Pudgy Penguins já está usando, agora fica interessante
Recentemente dediquei bastante tempo a estudar o projeto Walrus, para ser honesto, inicialmente pensei que fosse apenas uma ferramenta de armazenamento de ficheiros, mas ao aprofundar-me percebi que tem ambições consideráveis. O incidente com Tusky demonstrou claramente o seu valor, e com o investimento contínuo da a16z, não é um projeto de ar.
Vamos ver exatamente que problema ele resolve. No início de 2026, Tusky de repente anunciou o encerramento, o que, no contexto da internet tradicional, teria sido um desastre de dados, com informações de utilizadores e conteúdos completamente perdidos. Mas, por usar o armazenamento Walrus, todos os dados foram preservados na íntegra. A lógica por trás disso é bastante profunda — a propriedade dos dados volta para o utilizador. Quando uma aplicação fecha, os seus dados ainda vivem, e para criadores de conteúdo e utilizadores comuns, isso é uma verdadeira garantia para a vida digital. Isto é uma necessidade básica, não um luxo.
Qual é o papel do Walrus no ecossistema Sui? Para ser direto, o Sui processa transações extremamente rápido, mas o custo de armazenamento de grandes ficheiros é bastante elevado. O Walrus é responsável por dados de grande volume, como imagens, vídeos e credenciais de identidade. Esta divisão de tarefas é extremamente inteligente — o Sui funciona como memória de alta velocidade, enquanto o Walrus atua como armazenamento massivo de disco rígido. A combinação de ambos permite que aplicações Web3 cresçam e se fortaleçam de verdade.
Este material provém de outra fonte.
use clap::Parser;
use confignav::cli::{self, Options};
use std::error::Error;
use tracing_subscriber::EnvFilter;

fn main() -> Result<(), Box<dyn Error>> {
    let filter = EnvFilter::try_from_default_env().unwrap_or_else(|_| EnvFilter::new("info"));
    tracing_subscriber::fmt()
        .with_env_filter(filter)
        .with_target(false)
        .init();

    let opts = Options::parse();
    log::debug!("{:#?}", opts);
    cli::run(&opts)?;
    Ok(())
}
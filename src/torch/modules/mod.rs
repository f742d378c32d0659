//! Neural network modules
mod attention;
mod linear;
mod lstm;
mod mlp;

pub use attention::{masked_softmax, SoftDotAttention};
pub use linear::{Linear, LinearConfig};
pub use lstm::{BiLstm, BiLstmOutput, LstmCell, RnnWeights};
pub use mlp::{Mlp, MlpConfig};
O modelo económico foi cuidadosamente desenhado. Uma parte das taxas de armazenamento é destruída através do queima de tokens WAL para combater a inflação, criando um mecanismo deflacionário interno. Ainda mais impressionante é o design de queima cross-chain: escrever dados consome SUI e também destrói tokens, vinculando de forma definitiva o valor do Walrus ao do Sui. Uma honra leva à outra, uma perda prejudica ambas.
E quanto à implementação prática? Já não estamos na fase de prova de conceito. Projetos de topo como Pudgy Penguins já integraram o sistema, a Decrypt Media migrou o seu repositório de conteúdos, e o sistema de credenciais de identidade do Humanity Protocol também está em uso. Estes são cenários reais de aplicação, mostrando que a indústria não está apenas a falar, mas a resolver de verdade os problemas de armazenamento.
Num mercado cheio de agitação e especulação, o Walrus parece um artesão dedicado. Sem promessas vazias, apenas soluções tecnológicas sólidas — reduzir custos de armazenamento e aumentar a segurança. Isto não só é a base do ecossistema Sui, como também uma força-chave para impulsionar uma verdadeira revolução no Web3.